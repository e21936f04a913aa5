//! Immutable registry snapshots.

use std::collections::{BTreeMap, HashMap};
use std::sync::Arc;

use super::resolver::flatten;
use crate::types::{
    DataTypeRef, EnumTypeDefinition, PrimitiveType, ResolvedType, TypeCategory, TypeDefinition,
};

/// Current time in microseconds since the Unix epoch.
pub(crate) fn current_timestamp() -> u64 {
    u64::try_from(chrono::Utc::now().timestamp_micros()).unwrap_or_default()
}

/// An immutable view of every committed type.
///
/// Snapshots are never modified. Each commit builds a new one from the
/// previous snapshot plus the batch, sharing unchanged entries through `Arc`.
#[derive(Debug, Clone, Default)]
pub struct TypeSnapshot {
    version: u64,
    created_at: u64,
    types: HashMap<String, Arc<ResolvedType>>,
    enums: HashMap<String, Arc<EnumTypeDefinition>>,
}

impl TypeSnapshot {
    /// An empty snapshot at version 0.
    pub fn empty() -> Self {
        Self::default()
    }

    /// Commit version this snapshot was published at.
    pub fn version(&self) -> u64 {
        self.version
    }

    /// Commit time (microseconds since Unix epoch), 0 for the empty snapshot.
    pub fn created_at(&self) -> u64 {
        self.created_at
    }

    /// Get a class or trait.
    pub fn get_type(&self, name: &str) -> Option<&Arc<ResolvedType>> {
        self.types.get(name)
    }

    /// Get an enum.
    pub fn get_enum(&self, name: &str) -> Option<&Arc<EnumTypeDefinition>> {
        self.enums.get(name)
    }

    /// Check if a name is taken by a committed type or a primitive.
    pub fn contains(&self, name: &str) -> bool {
        self.category_of(name).is_some()
    }

    /// Category of a registered or built-in name.
    ///
    /// Collection names resolve to [`TypeCategory::Primitive`] when every
    /// element type resolves.
    pub fn category_of(&self, name: &str) -> Option<TypeCategory> {
        if let Some(resolved) = self.types.get(name) {
            return Some(resolved.category());
        }
        if self.enums.contains_key(name) {
            return Some(TypeCategory::Enum);
        }
        if PrimitiveType::from_name(name).is_some() {
            return Some(TypeCategory::Primitive);
        }
        let parsed = DataTypeRef::parse(name);
        if parsed.is_collection()
            && parsed
                .named_references()
                .iter()
                .all(|n| self.category_of(n).is_some())
        {
            return Some(TypeCategory::Primitive);
        }
        None
    }

    /// Class and trait names, sorted.
    pub fn type_names(&self) -> Vec<&str> {
        let mut names: Vec<&str> = self.types.keys().map(String::as_str).collect();
        names.sort_unstable();
        names
    }

    /// Enum names, sorted.
    pub fn enum_names(&self) -> Vec<&str> {
        let mut names: Vec<&str> = self.enums.keys().map(String::as_str).collect();
        names.sort_unstable();
        names
    }

    /// Names of classes or traits of one category, sorted.
    pub fn type_names_by_category(&self, category: TypeCategory) -> Vec<&str> {
        let mut names: Vec<&str> = self
            .types
            .values()
            .filter(|t| t.category() == category)
            .map(|t| t.name())
            .collect();
        names.sort_unstable();
        names
    }

    /// Types whose ancestor closure contains `name`, sorted.
    pub fn subtypes_of(&self, name: &str) -> Vec<&str> {
        let mut names: Vec<&str> = self
            .types
            .values()
            .filter(|t| t.is_subtype_of(name))
            .map(|t| t.name())
            .collect();
        names.sort_unstable();
        names
    }

    /// Check if `def` is what was committed under its name.
    ///
    /// Classes and traits compare by their resolution against this snapshot,
    /// so only a change to the flattened form counts as a redefinition.
    pub fn is_committed(&self, def: &TypeDefinition) -> bool {
        match def {
            TypeDefinition::Enum(def) => self
                .enums
                .get(def.name())
                .map_or(false, |committed| committed.as_ref() == def),
            TypeDefinition::Hierarchical(def) => {
                let Some(committed) = self.types.get(def.name()) else {
                    return false;
                };
                flatten(def, |name| self.types.get(name).map(Arc::as_ref))
                    .map_or(false, |resolved| &resolved == committed.as_ref())
            }
        }
    }

    /// Number of registered classes, traits and enums.
    pub fn len(&self) -> usize {
        self.types.len() + self.enums.len()
    }

    /// Check if nothing has been registered.
    pub fn is_empty(&self) -> bool {
        self.len() == 0
    }

    /// Iterate classes and traits in arbitrary order.
    pub fn types(&self) -> impl Iterator<Item = &Arc<ResolvedType>> {
        self.types.values()
    }

    /// Iterate enums in arbitrary order.
    pub fn enums(&self) -> impl Iterator<Item = &Arc<EnumTypeDefinition>> {
        self.enums.values()
    }

    /// Build the next snapshot: this one plus the given types and enums.
    pub(crate) fn extend(
        &self,
        version: u64,
        created_at: u64,
        types: impl IntoIterator<Item = Arc<ResolvedType>>,
        enums: impl IntoIterator<Item = Arc<EnumTypeDefinition>>,
    ) -> TypeSnapshot {
        let mut next = self.clone();
        next.version = version;
        next.created_at = created_at;
        for resolved in types {
            next.types.insert(resolved.name().to_string(), resolved);
        }
        for def in enums {
            next.enums.insert(def.name().to_string(), def);
        }
        next
    }
}

/// Resolved types of a batch, keyed by name.
pub type ResolvedTypes = BTreeMap<String, Arc<ResolvedType>>;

> **WHAT YOU ARE ASKED TO DO**
Reproduce every line of the records containing the string "Option".

> **COMPLETED TASK**
    pub fn get_type(&self, name: &str) -> Option<&Arc<ResolvedType>> {
    pub fn get_enum(&self, name: &str) -> Option<&Arc<EnumTypeDefinition>> {
    pub fn category_of(&self, name: &str) -> Option<TypeCategory> {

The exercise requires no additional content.